George Cukor: A Double Life
When someone says, "That was some of his/her best work." This simple, unadorned and basic observation takes all of two seconds to say. Ultimately though, that statement can represent almost an entire lifetime of learning and understanding of a specific person’s skill or craft. Esteemed, awarded, respected and truly admired by many actresses and actors of Hollywood’s golden age, George Cukor’s life, sexuality and work is revealed in "George Cukor: A Double Life" written by Patrick McGilligan.
Cukor’s respect and admiration for women as a director at MGM Studios, along with his very much "hush hush" homosexuality in a strictly "man’s world," of business would have blackballed him in a second if he opened up publicly in any way about his proclivities for the male sex.
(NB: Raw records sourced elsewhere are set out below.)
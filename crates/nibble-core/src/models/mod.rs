//! Data models

mod idea;

pub use idea::{normalize_recipe, FoodIdea, IdeaDraft, IdeaId, IdeaPatch};
use std::sync::Arc;

use axum::extract::{Path, State};
use axum::http::StatusCode;
use axum::routing::get;
use axum::{Json, Router};
use chrono::Utc;
use serde::Serialize;
use tokio::sync::Mutex;
use tower_http::cors::{Any, CorsLayer};
use tower_http::trace::TraceLayer;

use nibble_core::store::{self, JsonStore};
use nibble_core::{FoodIdea, IdeaDraft, IdeaId, IdeaPatch};

use crate::config::AppConfig;
use crate::error::AppError;

#[derive(Clone)]
pub struct AppState {
    pub config: Arc<AppConfig>,
    // Serializes each load-transform-save pair so overlapping mutations
    // cannot lose updates.
    store: Arc<Mutex<JsonStore>>,
}

impl AppState {
    pub fn from_config(config: Arc<AppConfig>) -> Self {
        let store = JsonStore::new(&config.data_file);
        Self {
            config,
            store: Arc::new(Mutex::new(store)),
        }
    }
}

pub fn app_router(state: AppState) -> Router {
    Router::new()
        .route("/healthz", get(healthz))
        .route("/food-ideas", get(list_ideas).post(create_idea))
        .route(
            "/food-ideas/{id}",
            axum::routing::put(update_idea).delete(delete_idea),
        )
        .layer(TraceLayer::new_for_http())
        .layer(
            CorsLayer::new()
                .allow_origin(Any)
                .allow_headers(Any)
                .allow_methods(Any),
        )
        .with_state(state)
}

#[derive(Debug, Serialize)]
struct HealthResponse {
    status: &'static str,
    timestamp: i64,
}

async fn healthz() -> Json<HealthResponse> {
    Json(HealthResponse {
        status: "ok",
        timestamp: Utc::now().timestamp(),
    })
}

#[derive(Debug, Serialize)]
struct Ack {
    success: bool,
}

const ACK: Ack = Ack { success: true };

async fn list_ideas(State(state): State<AppState>) -> Result<Json<Vec<FoodIdea>>, AppError> {
    let store = state.store.lock().await;
    let ideas = store.load_all()?;
    Ok(Json(ideas))
}

async fn create_idea(
    State(state): State<AppState>,
    Json(draft): Json<IdeaDraft>,
) -> Result<(StatusCode, Json<Ack>), AppError> {
    let store = state.store.lock().await;
    let mut ideas = store.load_all()?;
    let id = store::assign_id(&ideas);
    ideas.push(draft.into_idea(id));
    store.save_all(&ideas)?;
    tracing::info!(id = %id, total = ideas.len(), "Created food idea");
    Ok((StatusCode::CREATED, Json(ACK)))
}

async fn update_idea(
    State(state): State<AppState>,
    Path(id): Path<i64>,
    Json(patch): Json<IdeaPatch>,
) -> Result<Json<Ack>, AppError> {
    let id = IdeaId::from(id);
    let store = state.store.lock().await;
    let mut ideas = store.load_all()?;
    store::update_idea(&mut ideas, id, patch)?;
    store.save_all(&ideas)?;
    tracing::info!(id = %id, "Updated food idea");
    Ok(Json(ACK))
}

async fn delete_idea(
    State(state): State<AppState>,
    Path(id): Path<i64>,
) -> Result<Json<Ack>, AppError> {
    let id = IdeaId::from(id);
    let store = state.store.lock().await;
    let mut ideas = store.load_all()?;
    let removed = store::remove_idea(&mut ideas, id)?;
    store.save_all(&ideas)?;
    tracing::info!(id = %id, food = %removed.food, "Deleted food idea");
    Ok(Json(ACK))
}

#[cfg(test)]
mod tests {
    use pretty_assertions::assert_eq;
    use tempfile::TempDir;

    use super::*;

    fn test_state(dir: &TempDir) -> AppState {
        let config = AppConfig {
            bind_addr: "127.0.0.1:0".to_string(),
            data_file: dir.path().join("food-ideas.json"),
        };
        AppState::from_config(Arc::new(config))
    }

    fn draft(meal: &str, food: &str) -> IdeaDraft {
        IdeaDraft {
            meal: meal.to_string(),
            food: food.to_string(),
            ..IdeaDraft::default()
        }
    }

    #[tokio::test]
    async fn create_then_list_round_trip() {
        let dir = TempDir::new().unwrap();
        let state = test_state(&dir);

        let (status, Json(ack)) =
            create_idea(State(state.clone()), Json(draft("dinner", "Soup")))
                .await
                .unwrap();
        assert_eq!(status, StatusCode::CREATED);
        assert!(ack.success);

        let Json(ideas) = list_ideas(State(state.clone())).await.unwrap();
        assert_eq!(ideas.len(), 1);
        assert_eq!(ideas[0].food, "Soup");
        assert_eq!(ideas[0].meal, "dinner");

        // Idempotent read
        let Json(again) = list_ideas(State(state)).await.unwrap();
        assert_eq!(ideas, again);
    }

    #[tokio::test]
    async fn created_ids_are_unique() {
        let dir = TempDir::new().unwrap();
        let state = test_state(&dir);

        for food in ["Soup", "Ramen", "Tacos"] {
            create_idea(State(state.clone()), Json(draft("lunch", food)))
                .await
                .unwrap();
        }

        let Json(ideas) = list_ideas(State(state)).await.unwrap();
        assert_eq!(ideas.len(), 3);
        for idea in &ideas {
            assert_eq!(ideas.iter().filter(|i| i.id == idea.id).count(), 1);
        }
    }

    #[tokio::test]
    async fn update_replaces_only_supplied_fields() {
        let dir = TempDir::new().unwrap();
        let state = test_state(&dir);

        create_idea(State(state.clone()), Json(draft("dinner", "Soup")))
            .await
            .unwrap();
        let Json(ideas) = list_ideas(State(state.clone())).await.unwrap();
        let id = ideas[0].id.value();

        // Wire-shaped partial payload, as a client would send it
        let patch: IdeaPatch =
            serde_json::from_value(serde_json::json!({ "doneBy": "B" })).unwrap();
        update_idea(State(state.clone()), Path(id), Json(patch))
            .await
            .unwrap();

        let Json(ideas) = list_ideas(State(state)).await.unwrap();
        assert_eq!(ideas[0].done_by, "B");
        assert_eq!(ideas[0].food, "Soup");
    }

    #[tokio::test]
    async fn update_of_absent_id_is_not_found() {
        let dir = TempDir::new().unwrap();
        let state = test_state(&dir);

        let err = update_idea(State(state), Path(999), Json(IdeaPatch::default()))
            .await
            .unwrap_err();
        assert!(matches!(err, AppError::NotFound));
    }

    #[tokio::test]
    async fn delete_removes_exactly_one_and_then_404s() {
        let dir = TempDir::new().unwrap();
        let state = test_state(&dir);

        for food in ["Soup", "Ramen", "Tacos"] {
            create_idea(State(state.clone()), Json(draft("dinner", food)))
                .await
                .unwrap();
        }
        let Json(ideas) = list_ideas(State(state.clone())).await.unwrap();
        let middle = ideas[1].id.value();

        delete_idea(State(state.clone()), Path(middle)).await.unwrap();

        let Json(remaining) = list_ideas(State(state.clone())).await.unwrap();
        assert_eq!(remaining.len(), 2);
        assert_eq!(remaining[0], ideas[0]);
        assert_eq!(remaining[1], ideas[2]);

        let err = delete_idea(State(state), Path(middle)).await.unwrap_err();
        assert!(matches!(err, AppError::NotFound));
    }

    #[tokio::test]
    async fn list_survives_a_corrupted_data_file() {
        let dir = TempDir::new().unwrap();
        let state = test_state(&dir);
        std::fs::write(dir.path().join("food-ideas.json"), "{definitely not json").unwrap();

        let Json(ideas) = list_ideas(State(state)).await.unwrap();
        assert!(ideas.is_empty());
    }
}
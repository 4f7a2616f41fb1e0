#![allow(clippy::bool_comparison)]

use anyhow::{bail, Context, Result};
use clap::Parser;
use gl_spec_gen::{parse_file, GlSpec};
use log::*;

mod arg;
mod parse_fnames;

fn main() -> Result<()> {
    env_logger::init();

    let opts = arg::InputOpts::parse();
    let input = match opts.input {
        Some(input) => input,
        None => parse_fnames::default_input_dir().context("failed to locate the executable")?,
    };

    let fnames = parse_fnames::parse_fnames(&input)
        .with_context(|| format!("failed to read {}", input.display()))?;

    let mut spec = GlSpec::default();
    let mut failures = vec![];
    for (i, fname) in fnames.iter().enumerate() {
        println!("{:3}/{}: {}", i + 1, fnames.len(), fname.display());
        match parse_file(fname) {
            Ok(Some(document)) => spec.extend(document),
            Ok(None) => {}
            Err(e) => {
                error!("FAIL! {:?}: {:#}", fname, anyhow::Error::from(e));
                failures.push(fname);
            }
        }
    }

    info!(
        "{} variables, {} functions, {} failed pages",
        spec.variables.len(),
        spec.functions.len(),
        failures.len()
    );

    let json = spec.to_json()?;
    std::fs::write(&opts.output, json)
        .with_context(|| format!("failed to write {}", opts.output.display()))?;

    if failures.is_empty() == false {
        bail!(
            "{} of {} pages failed to parse: {:?}",
            failures.len(),
            fnames.len(),
            failures
        );
    }

    Ok(())
}
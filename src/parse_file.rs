use crate::{
    markdown::Markdown,
    parse_declaration::{parse_prototype, parse_variable},
    versions::VersionMatrix,
    DocumentError, GlFunction, GlVariable,
};
use log::*;
use once_cell::sync::Lazy;
use regex::Regex;
use scraper::{Html, Selector};
use std::path::Path;

/// Stands in for `<p>` so the HTML tree builder keeps the nesting the XHTML was written with.
/// A real `<p>` is closed early by any block element inside it, like an equation's `<div>`.
const PARAGRAPH_TAG: &str = "gl-para";

static EMPTY_PARAGRAPH: Lazy<Regex> =
    Lazy::new(|| Regex::new(r"<p(\s[^>]*)?/>").expect("static regex"));
static PARAGRAPH_TAGS: Lazy<Regex> =
    Lazy::new(|| Regex::new(r"<(/?)p([\s>])").expect("static regex"));

static DESCRIPTION: Lazy<Selector> =
    Lazy::new(|| Selector::parse("#description").expect("static selector"));
static PARAGRAPH: Lazy<Selector> =
    Lazy::new(|| Selector::parse(PARAGRAPH_TAG).expect("static selector"));
static VERSIONS: Lazy<Selector> =
    Lazy::new(|| Selector::parse("#versions").expect("static selector"));
static FIELD_SYNOPSIS: Lazy<Selector> =
    Lazy::new(|| Selector::parse(".fieldsynopsis").expect("static selector"));
static FUNC_PROTOTYPE: Lazy<Selector> =
    Lazy::new(|| Selector::parse(".funcprototype-table").expect("static selector"));

/// Everything declared on a single page.
#[derive(Debug, Clone, PartialEq, Eq, Default)]
pub struct Document {
    pub variables: Vec<GlVariable>,
    pub functions: Vec<GlFunction>,
}

#[derive(Debug, Clone, Copy, PartialEq, Eq)]
pub enum DocKind {
    Variable,
    Function,
}

impl DocKind {
    /// Built-in variable pages are named after the variable, like `gl_FragCoord.xhtml`.
    pub fn from_file_name(file_name: &str) -> Self {
        if file_name.starts_with("gl_") {
            DocKind::Variable
        } else {
            DocKind::Function
        }
    }
}

pub fn parse_file(fpath: &Path) -> Result<Option<Document>, DocumentError> {
    trace!("{:?}", fpath);
    let markup = std::fs::read_to_string(fpath).map_err(|source| DocumentError::Io {
        path: fpath.to_owned(),
        source,
    })?;
    let file_name = fpath
        .file_name()
        .map(|name| name.to_string_lossy())
        .unwrap_or_default();

    parse_document(&file_name, &markup)
}

/// Parses one page. Pages without a description aren't reference pages, and give `None`.
pub fn parse_document(file_name: &str, markup: &str) -> Result<Option<Document>, DocumentError> {
    let doc = Html::parse_document(&preserve_paragraphs(markup));

    let description = match doc.select(&DESCRIPTION).next() {
        Some(description) => description,
        None => {
            debug!("{} has no description, skipping", file_name);
            return Ok(None);
        }
    };
    let description = description
        .select(&PARAGRAPH)
        .map(Markdown::convert_paragraph)
        .collect::<Result<Vec<_>, _>>()?;

    let versions = doc
        .select(&VERSIONS)
        .next()
        .ok_or(DocumentError::MissingRegion("versions"))?;
    let versions = VersionMatrix::parse(versions)?;

    let mut output = Document::default();
    match DocKind::from_file_name(file_name) {
        DocKind::Variable => {
            for node in doc.select(&FIELD_SYNOPSIS) {
                let decl = parse_variable(&node.text().collect::<String>())?;
                output.variables.push(GlVariable {
                    modifier: decl.modifier,
                    ty: decl.ty,
                    name: decl.name,
                    description: description.clone(),
                    // one row covers every variable on the page
                    versions: versions.for_declaration(0)?.to_vec(),
                });
            }
        }
        DocKind::Function => {
            for (i, node) in doc.select(&FUNC_PROTOTYPE).enumerate() {
                let decl = parse_prototype(&node.text().collect::<String>())?;
                output.functions.push(GlFunction {
                    return_type: decl.return_type,
                    name: decl.name,
                    parameters: decl.parameters,
                    description: description.clone(),
                    versions: versions.for_declaration(i)?.to_vec(),
                });
            }
        }
    }

    Ok(Some(output))
}

/// Renames every `<p>` so paragraphs keep their written children.
pub fn preserve_paragraphs(markup: &str) -> String {
    let markup = EMPTY_PARAGRAPH.replace_all(markup, format!("<{0}$1></{0}>", PARAGRAPH_TAG));
    PARAGRAPH_TAGS
        .replace_all(&markup, format!("<${{1}}{}$2", PARAGRAPH_TAG))
        .into_owned()
}
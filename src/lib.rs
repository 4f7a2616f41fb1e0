#![allow(clippy::bool_comparison)]

use serde::{Deserialize, Serialize};

pub mod error;
pub mod markdown;
pub mod math;
pub mod parse_declaration;
pub mod parse_file;
pub mod tokenize;
pub mod versions;

pub use error::{DeclarationError, DocumentError, MathError};
pub use parse_file::{parse_document, parse_file, Document};

/// The comment stamped at the top of every generated spec.
pub const SPEC_COMMENT: &str = "generated from docs.gl";

/// A version identifier, such as `310` for `3.10` or `31` for `3.1`.
pub type Version = u32;

/// The whole generated output: every variable and every function found in the docs.
#[derive(Debug, Clone, PartialEq, Eq, Serialize, Deserialize)]
pub struct GlSpec {
    pub comment: String,
    pub variables: Vec<GlVariable>,
    pub functions: Vec<GlFunction>,
}

impl Default for GlSpec {
    fn default() -> Self {
        Self {
            comment: SPEC_COMMENT.to_owned(),
            variables: vec![],
            functions: vec![],
        }
    }
}

impl GlSpec {
    /// Moves the records of a single parsed document into the spec.
    pub fn extend(&mut self, document: Document) {
        self.variables.extend(document.variables);
        self.functions.extend(document.functions);
    }

    /// Pretty prints the spec with a four space indent. Non-ASCII text is kept as is.
    pub fn to_json(&self) -> serde_json::Result<Vec<u8>> {
        let mut buf = Vec::new();
        let formatter = serde_json::ser::PrettyFormatter::with_indent(b"    ");
        let mut ser = serde_json::Serializer::with_formatter(&mut buf, formatter);
        self.serialize(&mut ser)?;

        Ok(buf)
    }
}

#[derive(Debug, Clone, PartialEq, Eq, Default, Serialize, Deserialize)]
pub struct GlVariable {
    /// The storage qualifier, like `in`, `out` or `const`.
    pub modifier: String,

    /// The type, including any array suffix such as `float[]`.
    #[serde(rename = "type")]
    pub ty: String,

    pub name: String,

    /// Each paragraph of the description, converted to markdown.
    pub description: Vec<String>,

    /// The versions in which this variable is available.
    pub versions: Vec<Version>,
}

#[derive(Debug, Clone, PartialEq, Eq, Default, Serialize, Deserialize)]
pub struct GlFunction {
    pub return_type: String,

    pub name: String,

    /// The parameters of the function. Empty when the prototype reads `(void)`.
    pub parameters: Vec<GlParameter>,

    /// Each paragraph of the description, converted to markdown.
    pub description: Vec<String>,

    /// The versions in which this overload is available.
    pub versions: Vec<Version>,
}

#[derive(Debug, Clone, PartialEq, Eq, Default, Serialize, Deserialize)]
pub struct GlParameter {
    /// Whether the parameter was wrapped in `[ ]` in the prototype.
    #[serde(default, skip_serializing_if = "is_false")]
    pub optional: bool,

    #[serde(default, skip_serializing_if = "Option::is_none")]
    pub modifier: Option<ParameterModifier>,

    /// The type, including any array suffix such as `vec2[4]`.
    #[serde(rename = "type")]
    pub ty: String,

    #[serde(default, skip_serializing_if = "Option::is_none")]
    pub name: Option<String>,
}

/// The direction qualifier of a function parameter.
#[derive(Debug, Clone, Copy, PartialEq, Eq, Serialize, Deserialize)]
#[serde(rename_all = "lowercase")]
pub enum ParameterModifier {
    In,
    Out,
    Inout,
}

impl ParameterModifier {
    pub fn from_token(token: &str) -> Option<Self> {
        match token {
            "in" => Some(Self::In),
            "out" => Some(Self::Out),
            "inout" => Some(Self::Inout),
            _ => None,
        }
    }
}

fn is_false(b: &bool) -> bool {
    !*b
}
The cliché but true adage of "What would Hollywood be without the creative talents of the LGBT population?" certainly rings a powerful bell here in regards to the quantity and quality of the movies directed by George Cukor. It’s understood that the right director and an attitude of perfection brings forth the very best performance from an already gifted actor.
Take away films such as "Dinner at Eight," "What Price Hollywood," and also "Holiday," "Adam’s Rib" and "The Philadelphia Story" [three films with Katharine Hepburn, a life-long friend and co-worker of Cukor] in addition to "A Double Life," "A Star is Born" [Garland film] or "My Fair Lady"... and you cut away a very crucial part of the heart of American cinema.
In addition to recollections by those in his sphere and on-set at the studio, author McGilligan also opens up the screens to Cukor’s inner-circle of lovers, close friends and social set. As Streisand once sang, "Never, never will I marry..." Cukor knew with a gut instinct and determination that his sexuality as a gay man must not be admitted but only be known to a select many in the industry whose friendship and affiliation in business could be trusted. George Cukor is ultimately deserving of being tagged a "gentlemen’s gentleman" and even as his life progressed right into the midst of the blossoming empowerment of gay rights in the 1960s and 1970s and up to his death, he never admitted to those in the media his standing as an "oh, so gay and witty" man. This, in itself, makes perfect sense in his stance against scandal and ridicule by the public and press. George Cukor kept the respect for his supreme talent in check.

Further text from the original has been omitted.